→ **Work task**: Filter the entries for the word "HashMap". Copy each line in which it occurs.

→ **Saved entries**:
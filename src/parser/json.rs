use super::{load_group_list_csv, load_rooms_csv, SchedulerInput};
use crate::error::{Result, SchedulerError};
use crate::types::{
    GroupBuildingRule, InstructorAvailabilityRecord, InstructorDayRecord,
    NearbyBuildings, RoomRule, SchedulerConfig, Stream, StreamId, Tuning,
};
use std::collections::HashMap;
use std::fs;
use std::path::Path;

/// Load all scheduler inputs from a directory.
///
/// Required: `streams.json`, `rooms.csv`. Everything else is optional and
/// defaults to empty: `subject-rooms.json`, `instructor-rooms.json`,
/// `group-buildings.json`, `nearby-buildings.json`,
/// `instructor-availability.json`, `instructor-days.json`,
/// `groups-second-shift.csv`, `dead-groups.csv`,
/// `stream-address-exclusions.json`, `scheduler.toml`.
pub fn load_input_from_dir(dir: &Path) -> Result<SchedulerInput> {
    let streams: Vec<Stream> = load_json_file(&dir.join("streams.json"))?;
    let rooms = load_rooms_csv(&dir.join("rooms.csv"))?;

    let mut config = SchedulerConfig::with_rooms(rooms);

    if let Some(subject_rooms) =
        load_optional_json::<HashMap<String, RoomRule>>(&dir.join("subject-rooms.json"))?
    {
        config.subject_rooms = subject_rooms;
    }
    if let Some(instructor_rooms) =
        load_optional_json::<HashMap<String, RoomRule>>(&dir.join("instructor-rooms.json"))?
    {
        config.set_instructor_rooms(instructor_rooms);
    }
    if let Some(group_buildings) = load_optional_json::<HashMap<String, GroupBuildingRule>>(
        &dir.join("group-buildings.json"),
    )? {
        config.group_buildings = group_buildings;
    }
    if let Some(nearby) =
        load_optional_json::<NearbyBuildings>(&dir.join("nearby-buildings.json"))?
    {
        config.set_nearby_buildings(nearby);
    }
    if let Some(availability) = load_optional_json::<Vec<InstructorAvailabilityRecord>>(
        &dir.join("instructor-availability.json"),
    )? {
        config.set_availability(availability)?;
    }
    if let Some(day_rules) =
        load_optional_json::<Vec<InstructorDayRecord>>(&dir.join("instructor-days.json"))?
    {
        config.set_day_rules(day_rules)?;
    }
    if let Some(exclusions) = load_optional_json::<HashMap<String, Vec<String>>>(
        &dir.join("stream-address-exclusions.json"),
    )? {
        config.stream_address_exclusions = exclusions
            .into_iter()
            .map(|(id, addrs)| (StreamId(id), addrs))
            .collect();
    }

    let second_shift_path = dir.join("groups-second-shift.csv");
    if second_shift_path.exists() {
        config.second_shift_groups = load_group_list_csv(&second_shift_path)?;
    }
    let dead_groups_path = dir.join("dead-groups.csv");
    if dead_groups_path.exists() {
        config.dead_groups = load_group_list_csv(&dead_groups_path)?;
    }

    config.tuning = load_tuning_or_default(&dir.join("scheduler.toml"));

    Ok(SchedulerInput { streams, config })
}

/// Load the tuning file, or fall back to defaults
pub fn load_tuning_or_default(path: &Path) -> Tuning {
    if !path.exists() {
        return Tuning::default();
    }
    match fs::read_to_string(path) {
        Ok(content) => toml::from_str(&content).unwrap_or_default(),
        Err(_) => Tuning::default(),
    }
}

/// Generic JSON file loader
pub fn load_json_file<T: serde::de::DeserializeOwned>(path: &Path) -> Result<T> {
    let path_str = path.display().to_string();
    let content = fs::read_to_string(path).map_err(|e| SchedulerError::FileRead {
        path: path_str.clone(),
        source: e,
    })?;

    serde_json::from_str(&content).map_err(|e| {
        SchedulerError::JsonParse {
            file: path_str,
            message: e.to_string(),
        }
        .into()
    })
}

fn load_optional_json<T: serde::de::DeserializeOwned>(path: &Path) -> Result<Option<T>> {
    if !path.exists() {
        return Ok(None);
    }
    load_json_file(path).map(Some)
}

#[cfg(test)]
mod tests {
    use super::*;
    use crate::types::StreamType;

    #[test]
    fn test_stream_json_shape() {
        let json = r#"{
            "id": "lec-1",
            "subject": "Математика",
            "stream_type": "lecture",
            "instructor": "а.о. Утебалиев М.М.",
            "language": "kazakh",
            "groups": ["СТР-21 О", "СТР-23 О"],
            "student_count": 48,
            "hours": {"odd_week": 2, "even_week": 1},
            "is_subgroup": false
        }"#;
        let stream: Stream = serde_json::from_str(json).unwrap();
        assert_eq!(stream.stream_type, StreamType::Lecture);
        assert_eq!(stream.hours.odd, 2);
        assert_eq!(stream.hours.even, 1);
        assert_eq!(stream.groups.len(), 2);
        assert!(!stream.is_subgroup);
        assert!(stream.paired_stream_id.is_none());
    }

    #[test]
    fn test_unknown_stream_type_rejected() {
        let json = r#"{
            "id": "x",
            "subject": "s",
            "stream_type": "seminar",
            "instructor": "i",
            "groups": []
        }"#;
        assert!(serde_json::from_str::<Stream>(json).is_err());
    }

    #[test]
    fn test_subject_rooms_shape() {
        let json = r#"{
            "Химия": {
                "lab": [{"address": "ул. Чапаева 69", "room": "112"}]
            },
            "Информатика": {
                "locations": [{"address": "ул. Чапаева 69"}]
            }
        }"#;
        let rules: HashMap<String, RoomRule> = serde_json::from_str(json).unwrap();
        assert_eq!(rules["Химия"].lab.len(), 1);
        assert_eq!(rules["Химия"].lab[0].room.as_deref(), Some("112"));
        assert!(rules["Информатика"].lab.is_empty());
        assert_eq!(rules["Информатика"].locations.len(), 1);
    }

    #[test]
    fn test_instructor_rooms_practice_alias() {
        let json = r#"{
            "Иванов И.И.": {
                "practice": [{"address": "A", "room": "101"}]
            }
        }"#;
        let rules: HashMap<String, RoomRule> = serde_json::from_str(json).unwrap();
        assert_eq!(rules["Иванов И.И."].practical.len(), 1);
    }

    #[test]
    fn test_instructor_days_shape() {
        let json = r#"[
            {"name": "Иванов И.И.", "year_days": {"2": ["monday", "tuesday"]},
             "one_day_per_week": true}
        ]"#;
        let records: Vec<InstructorDayRecord> = serde_json::from_str(json).unwrap();
        assert_eq!(records[0].year_days[&2].len(), 2);
        assert!(records[0].one_day_per_week);
    }
}
use serde::{Deserialize, Serialize};
use std::fmt;

/// Days of the academic week, ordered
#[derive(
    Debug, Clone, Copy, PartialEq, Eq, Hash, PartialOrd, Ord, Serialize, Deserialize,
)]
#[serde(rename_all = "lowercase")]
pub enum Day {
    Monday,
    Tuesday,
    Wednesday,
    Thursday,
    Friday,
}

impl Day {
    /// All scheduling weekdays, in order
    pub const ALL: [Day; 5] = [
        Day::Monday,
        Day::Tuesday,
        Day::Wednesday,
        Day::Thursday,
        Day::Friday,
    ];

    /// Primary days for lecture placement
    pub const PRIMARY: [Day; 3] = [Day::Monday, Day::Tuesday, Day::Wednesday];

    /// Fallback days for lecture placement (Stage 4+)
    pub const FALLBACK: [Day; 2] = [Day::Thursday, Day::Friday];

    /// Lowercase day name used in configuration files
    pub fn name(&self) -> &'static str {
        match self {
            Day::Monday => "monday",
            Day::Tuesday => "tuesday",
            Day::Wednesday => "wednesday",
            Day::Thursday => "thursday",
            Day::Friday => "friday",
        }
    }

    /// Parse a lowercase day name; Saturday appears in availability files
    /// but is never scheduled, so it is rejected here and must be filtered
    /// by the caller.
    pub fn from_name(name: &str) -> Option<Day> {
        match name.trim().to_lowercase().as_str() {
            "monday" => Some(Day::Monday),
            "tuesday" => Some(Day::Tuesday),
            "wednesday" => Some(Day::Wednesday),
            "thursday" => Some(Day::Thursday),
            "friday" => Some(Day::Friday),
            _ => None,
        }
    }
}

impl fmt::Display for Day {
    fn fmt(&self, f: &mut fmt::Formatter<'_>) -> fmt::Result {
        write!(f, "{}", self.name())
    }
}

/// Week parity of an assignment
#[derive(
    Debug, Clone, Copy, PartialEq, Eq, Hash, PartialOrd, Ord, Serialize, Deserialize,
)]
#[serde(rename_all = "lowercase")]
pub enum WeekType {
    Odd,
    Even,
    Both,
}

impl WeekType {
    /// Week types whose reservations block a reservation of `self`.
    ///
    /// `Both` occupies the same position on every academic week, so it
    /// conflicts with `Odd` and `Even` (and vice versa).
    pub fn conflicting(&self) -> &'static [WeekType] {
        match self {
            WeekType::Both => &[WeekType::Both, WeekType::Odd, WeekType::Even],
            WeekType::Odd => &[WeekType::Odd, WeekType::Both],
            WeekType::Even => &[WeekType::Even, WeekType::Both],
        }
    }

    pub fn as_str(&self) -> &'static str {
        match self {
            WeekType::Odd => "odd",
            WeekType::Even => "even",
            WeekType::Both => "both",
        }
    }
}

impl fmt::Display for WeekType {
    fn fmt(&self, f: &mut fmt::Formatter<'_>) -> fmt::Result {
        write!(f, "{}", self.as_str())
    }
}

/// Slot number within a day, 1..=13 at one-hour pitch starting 09:00
pub type Slot = u8;

pub const MIN_SLOT: Slot = 1;
pub const MAX_SLOT: Slot = 13;

/// Academic shift (first or second half of day)
#[derive(Debug, Clone, Copy, PartialEq, Eq, Hash, Serialize, Deserialize)]
#[serde(rename_all = "lowercase")]
pub enum Shift {
    First,
    Second,
}

pub const FIRST_SHIFT_SLOTS: [Slot; 5] = [1, 2, 3, 4, 5];
pub const SECOND_SHIFT_SLOTS: [Slot; 8] = [6, 7, 8, 9, 10, 11, 12, 13];

/// Extended first shift, used only as an overflow bucket for first-shift
/// streams once slots 1-5 are exhausted
pub const EXTENDED_FIRST_SHIFT_SLOTS: [Slot; 7] = [1, 2, 3, 4, 5, 6, 7];

impl Shift {
    /// Standard slots of this shift
    pub fn slots(&self) -> &'static [Slot] {
        match self {
            Shift::First => &FIRST_SHIFT_SLOTS,
            Shift::Second => &SECOND_SHIFT_SLOTS,
        }
    }

    /// Slots including the first-shift overflow bucket
    pub fn extended_slots(&self) -> &'static [Slot] {
        match self {
            Shift::First => &EXTENDED_FIRST_SHIFT_SLOTS,
            Shift::Second => &SECOND_SHIFT_SLOTS,
        }
    }

    /// Overflow slots beyond the standard range (empty for second shift)
    pub fn overflow_slots(&self) -> &'static [Slot] {
        match self {
            Shift::First => &[6, 7],
            Shift::Second => &[],
        }
    }

    /// Shift a slot belongs to, for statistics
    pub fn of_slot(slot: Slot) -> Shift {
        if slot <= 5 {
            Shift::First
        } else {
            Shift::Second
        }
    }

    pub fn as_str(&self) -> &'static str {
        match self {
            Shift::First => "first",
            Shift::Second => "second",
        }
    }
}

/// Clock start time of a slot, bit-exact per the wire protocol
pub fn slot_to_time(slot: Slot) -> Option<&'static str> {
    match slot {
        1 => Some("09:00"),
        2 => Some("10:00"),
        3 => Some("11:00"),
        4 => Some("12:00"),
        5 => Some("13:00"),
        6 => Some("14:00"),
        7 => Some("15:00"),
        8 => Some("16:00"),
        9 => Some("17:00"),
        10 => Some("18:00"),
        11 => Some("19:00"),
        12 => Some("20:00"),
        13 => Some("21:00"),
        _ => None,
    }
}

/// Inverse of [`slot_to_time`]
pub fn time_to_slot(time: &str) -> Option<Slot> {
    match time.trim() {
        "09:00" => Some(1),
        "10:00" => Some(2),
        "11:00" => Some(3),
        "12:00" => Some(4),
        "13:00" => Some(5),
        "14:00" => Some(6),
        "15:00" => Some(7),
        "16:00" => Some(8),
        "17:00" => Some(9),
        "18:00" => Some(10),
        "19:00" => Some(11),
        "20:00" => Some(12),
        "21:00" => Some(13),
        _ => None,
    }
}

#[cfg(test)]
mod tests {
    use super::*;

    #[test]
    fn test_slot_time_round_trip() {
        for slot in MIN_SLOT..=MAX_SLOT {
            let time = slot_to_time(slot).expect("slot in range");
            assert_eq!(time_to_slot(time), Some(slot));
        }
        assert_eq!(slot_to_time(0), None);
        assert_eq!(slot_to_time(14), None);
        assert_eq!(time_to_slot("08:00"), None);
    }

    #[test]
    fn test_week_type_cross_blocking() {
        assert!(WeekType::Odd.conflicting().contains(&WeekType::Both));
        assert!(WeekType::Even.conflicting().contains(&WeekType::Both));
        assert!(WeekType::Both.conflicting().contains(&WeekType::Odd));
        assert!(WeekType::Both.conflicting().contains(&WeekType::Even));
        assert!(!WeekType::Odd.conflicting().contains(&WeekType::Even));
    }

    #[test]
    fn test_shift_slots() {
        assert_eq!(Shift::First.slots(), &[1, 2, 3, 4, 5]);
        assert_eq!(Shift::Second.slots().len(), 8);
        assert_eq!(Shift::First.extended_slots(), &[1, 2, 3, 4, 5, 6, 7]);
        assert_eq!(Shift::Second.overflow_slots(), &[] as &[Slot]);
        assert_eq!(Shift::of_slot(5), Shift::First);
        assert_eq!(Shift::of_slot(6), Shift::Second);
    }

    #[test]
    fn test_day_names() {
        assert_eq!(Day::from_name("Monday"), Some(Day::Monday));
        assert_eq!(Day::from_name("friday"), Some(Day::Friday));
        assert_eq!(Day::from_name("saturday"), None);
        assert_eq!(Day::Wednesday.name(), "wednesday");
    }

    #[test]
    fn test_day_ordering() {
        assert!(Day::Monday < Day::Friday);
        let mut days = vec![Day::Friday, Day::Monday, Day::Wednesday];
        days.sort();
        assert_eq!(days, vec![Day::Monday, Day::Wednesday, Day::Friday]);
    }
}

→ **Exercise output**:
use std::collections::HashMap;
        load_optional_json::<HashMap<String, RoomRule>>(&dir.join("subject-rooms.json"))?
        load_optional_json::<HashMap<String, RoomRule>>(&dir.join("instructor-rooms.json"))?
    if let Some(group_buildings) = load_optional_json::<HashMap<String, GroupBuildingRule>>(
    if let Some(exclusions) = load_optional_json::<HashMap<String, Vec<String>>>(
        let rules: HashMap<String, RoomRule> = serde_json::from_str(json).unwrap();
        let rules: HashMap<String, RoomRule> = serde_json::from_str(json).unwrap();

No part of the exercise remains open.